> [Task description]: Count how many lines of the data below contain the string "mats"; the reply should be that number alone.

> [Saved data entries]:
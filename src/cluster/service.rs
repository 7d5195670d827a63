use serde::{Deserialize, Serialize};

use super::coordinator::Coordinator;
use super::node::{ClaimTs, NodeId, Origin};
use super::state::{ArbiterPhase, CameraOwnership};
use super::transport::{ChunkListing, PeerRequest, PeerResponse};
use crate::error::{CamError, CamResult};
use crate::storage::snapshot::write_snapshot;
use crate::storage::{CameraAssignment, CameraId, Day};

impl Coordinator {
    /// Execute one operation of the API surface.
    ///
    /// Writes from `Origin::External` are replicated to every known peer;
    /// writes from a peer never are.
    pub async fn handle(&self, request: PeerRequest, origin: Origin) -> CamResult<PeerResponse> {
        match request {
            PeerRequest::GetRecording => Ok(PeerResponse::Recording(self.recording().get())),
            PeerRequest::PutRecording { recording } => {
                self.recording().set(recording, origin).await?;
                Ok(PeerResponse::Done)
            }
            PeerRequest::GetClaim { camera_id } => Ok(PeerResponse::Claim(self.arbiter().claim(camera_id))),
            PeerRequest::PutClaim { camera_id, claim } => {
                if let Some(srvid) = claim.srvid {
                    self.peers().add_peer(srvid).await;
                }
                self.arbiter().accept_claim(camera_id, claim);
                Ok(PeerResponse::Done)
            }
            PeerRequest::ListDays => Ok(PeerResponse::Days(self.config_store().days())),
            PeerRequest::GetAssignments { day } => {
                Ok(PeerResponse::Assignments(self.config_store().day(day)?))
            }
            PeerRequest::GetAssignment { day, camera_id } => {
                Ok(PeerResponse::Assignment(self.config_store().entry(day, camera_id)?))
            }
            PeerRequest::PostAssignment { day, camera_id, body } => {
                self.config_store().assign(day, camera_id, body, origin).await?;
                Ok(PeerResponse::Done)
            }
            PeerRequest::GetChunks { day, camera_id } => {
                Ok(PeerResponse::Chunks(self.list_chunks(day, camera_id, origin).await?))
            }
            PeerRequest::DeleteChunks { day } => {
                self.delete_day(day, origin).await?;
                Ok(PeerResponse::Done)
            }
            PeerRequest::ListPlayers => Ok(PeerResponse::Players(self.aux_state().players())),
            PeerRequest::GetPlayer { player_id } => {
                Ok(PeerResponse::Player(self.aux_state().player(&player_id)?))
            }
            PeerRequest::PostPlayer { player_id, body } => {
                self.aux_state().register_player(player_id, body, origin).await?;
                Ok(PeerResponse::Done)
            }
            PeerRequest::GetMats { day } => Ok(PeerResponse::Mats(self.aux_state().mats(day)?)),
            PeerRequest::GetMat { day, mat_id } => Ok(PeerResponse::Mat(self.aux_state().mat(day, mat_id)?)),
            PeerRequest::PatchMat { day, mat_id, patch } => {
                self.aux_state().patch_mat(day, mat_id, patch, origin).await?;
                Ok(PeerResponse::Done)
            }
        }
    }

    /// Chunk ids per camera for a day. External callers also get every
    /// peer's listing; past days come from the per-peer cache when possible.
    pub async fn list_chunks(
        &self,
        day: Day,
        camera_id: Option<CameraId>,
        origin: Origin,
    ) -> CamResult<Vec<ChunkListing>> {
        let local_id = self.node_id();
        let (today, mut listing) = {
            let mut tables = self.tables();
            if tables.deleting == Some(day) {
                return Ok(Vec::new());
            }
            if !tables.assignments.contains_key(&day) {
                return Err(CamError::DayNotFound(day.to_string()));
            }

            let layout = self.layout();
            let camera_ids = match camera_id {
                Some(camera_id) => vec![camera_id],
                None => layout.camera_ids(day),
            };
            let listing: Vec<ChunkListing> = camera_ids
                .into_iter()
                .map(|camid| ChunkListing {
                    srvid: local_id,
                    camid,
                    ts: tables.chunks.list(layout, day, camid),
                })
                .collect();
            (tables.today, listing)
        };

        if !origin.is_external() {
            return Ok(listing);
        }

        let plan: Vec<(NodeId, Option<Vec<ChunkListing>>)> = {
            let tables = self.tables();
            tables
                .peers
                .values()
                .filter(|peer| !peer.retry)
                .map(|peer| {
                    let cached: Option<Vec<ChunkListing>> = peer
                        .chunk_cache
                        .get(&day)
                        .filter(|cams| day != today && !cams.is_empty())
                        .filter(|cams| camera_id.map_or(true, |c| cams.contains_key(&c)))
                        .map(|cams| {
                            cams.iter()
                                .filter(|(camid, _)| camera_id.map_or(true, |c| c == **camid))
                                .map(|(camid, ts)| ChunkListing {
                                    srvid: peer.id,
                                    camid: *camid,
                                    ts: ts.clone(),
                                })
                                .collect()
                        });
                    (peer.id, cached)
                })
                .collect()
        };

        let timeout = self.config().call_timeout();
        for (peer_id, cached) in plan {
            if let Some(rows) = cached {
                listing.extend(rows);
                continue;
            }

            let rows = match self
                .replication()
                .call_one(peer_id, PeerRequest::GetChunks { day, camera_id }, timeout)
                .await
                .and_then(|r| r.into_chunks())
            {
                Ok(rows) => rows,
                Err(_) => continue,
            };

            {
                let mut tables = self.tables();
                if let Some(peer) = tables.peers.get_mut(&peer_id) {
                    let cache = peer.chunk_cache.entry(day).or_default();
                    for row in &rows {
                        if row.srvid != peer_id {
                            tracing::warn!(
                                "[CHUNKS] srv{} answered for srv{} cam{:02}",
                                peer_id,
                                row.srvid,
                                row.camid
                            );
                        }
                        cache.insert(row.camid, row.ts.clone());
                    }
                }
            }
            listing.extend(rows);
        }

        Ok(listing)
    }

    /// Remove every recording of a day, here and (for external callers) on
    /// every peer. Deleting today keeps its configuration.
    pub async fn delete_day(&self, day: Day, origin: Origin) -> CamResult<()> {
        let today = {
            let mut tables = self.tables();
            if !tables.assignments.contains_key(&day) {
                return Err(CamError::DayNotFound(day.to_string()));
            }
            tables.deleting = Some(day);

            let today = tables.today;
            if day == today {
                let camera_ids: Vec<CameraId> = tables.ownership.keys().copied().collect();
                for camera_id in camera_ids {
                    tables.stop_capture(camera_id);
                    // block restart until the directory is gone
                    tables.ownership.insert(camera_id, CameraOwnership::blocked());
                }
            } else {
                tables.assignments.remove(&day);
                tables.mats.remove(&day);
            }
            tables.chunks.forget_day(self.layout(), day);
            for peer in tables.peers.values_mut() {
                peer.chunk_cache.remove(&day);
            }
            today
        };

        tracing::info!("[CHUNKS] Deleting {}", day);
        let dir = self.layout().day_dir(day);
        match tokio::task::spawn_blocking(move || std::fs::remove_dir_all(&dir)).await {
            Ok(Ok(())) => {}
            Ok(Err(e)) if e.kind() == std::io::ErrorKind::NotFound => {}
            Ok(Err(e)) => tracing::warn!("[CHUNKS] Failed to remove {}: {}", day, e),
            Err(e) => tracing::warn!("[CHUNKS] Removal of {} did not finish: {}", day, e),
        }

        let restored = if day == today { self.restore_today() } else { Ok(()) };

        if origin.is_external() {
            let timeout = self.config().delete_timeout();
            self.replication()
                .fan_out_with_timeout(PeerRequest::DeleteChunks { day }, timeout)
                .await;
        }

        self.tables().deleting = None;
        restored
    }

    /// Rewrite today's snapshots and sentinel after its directory was removed.
    fn restore_today(&self) -> CamResult<()> {
        let mut tables = self.tables();
        tables.ownership.clear();

        let today = tables.today;
        let layout = self.layout();
        let assignments = tables.assignments.get(&today).cloned().unwrap_or_default();
        write_snapshot(&layout.assignments_file(today), &assignments, false)?;
        if let Some(mats) = tables.mats.get(&today) {
            write_snapshot(&layout.mats_file(today), mats, false)?;
        }
        write_snapshot(&layout.players_file(today), &tables.players, false)?;

        if tables.recording {
            std::fs::File::create(layout.recording_sentinel(today)).map_err(|e| {
                CamError::PersistError(format!("recording sentinel for {}: {}", today, e))
            })?;
        }
        Ok(())
    }

    pub fn status(&self) -> ClusterStatus {
        let local_id = self.node_id();
        let now = chrono::Utc::now().timestamp();
        let tables = self.tables();
        let today_table = tables.assignments.get(&tables.today);

        ClusterStatus {
            node_id: local_id,
            today: tables.today,
            recording: tables.recording,
            deleting: tables.deleting,
            peers: tables
                .peers
                .values()
                .map(|peer| PeerStatus {
                    node_id: peer.id,
                    retry: peer.retry,
                    joined_secs_ago: now.saturating_sub(peer.joined_at).max(0) as u64,
                })
                .collect(),
            cameras: tables
                .ownership
                .iter()
                .map(|(camera_id, entry)| CameraStatus {
                    camera_id: *camera_id,
                    owner: entry.owner,
                    ts: entry.ts,
                    checker: entry.checker,
                    phase: entry.phase(local_id),
                    pid: entry.process.as_ref().and_then(|p| p.pid()),
                    assignment: today_table.and_then(|t| t.get(camera_id)).copied(),
                })
                .collect(),
            stopping: tables.stopping.len(),
        }
    }
}

#[derive(Debug, Clone, Serialize, Deserialize)]
pub struct ClusterStatus {
    pub node_id: NodeId,
    pub today: Day,
    pub recording: bool,
    pub deleting: Option<Day>,
    pub peers: Vec<PeerStatus>,
    pub cameras: Vec<CameraStatus>,
    pub stopping: usize,
}

#[derive(Debug, Clone, Serialize, Deserialize)]
pub struct PeerStatus {
    pub node_id: NodeId,
    pub retry: bool,
    pub joined_secs_ago: u64,
}

#[derive(Debug, Clone, Serialize, Deserialize)]
pub struct CameraStatus {
    pub camera_id: CameraId,
    pub owner: Option<NodeId>,
    pub ts: ClaimTs,
    pub checker: u8,
    pub phase: ArbiterPhase,
    pub pid: Option<u32>,
    pub assignment: Option<CameraAssignment>,
}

> [Task answer]: 4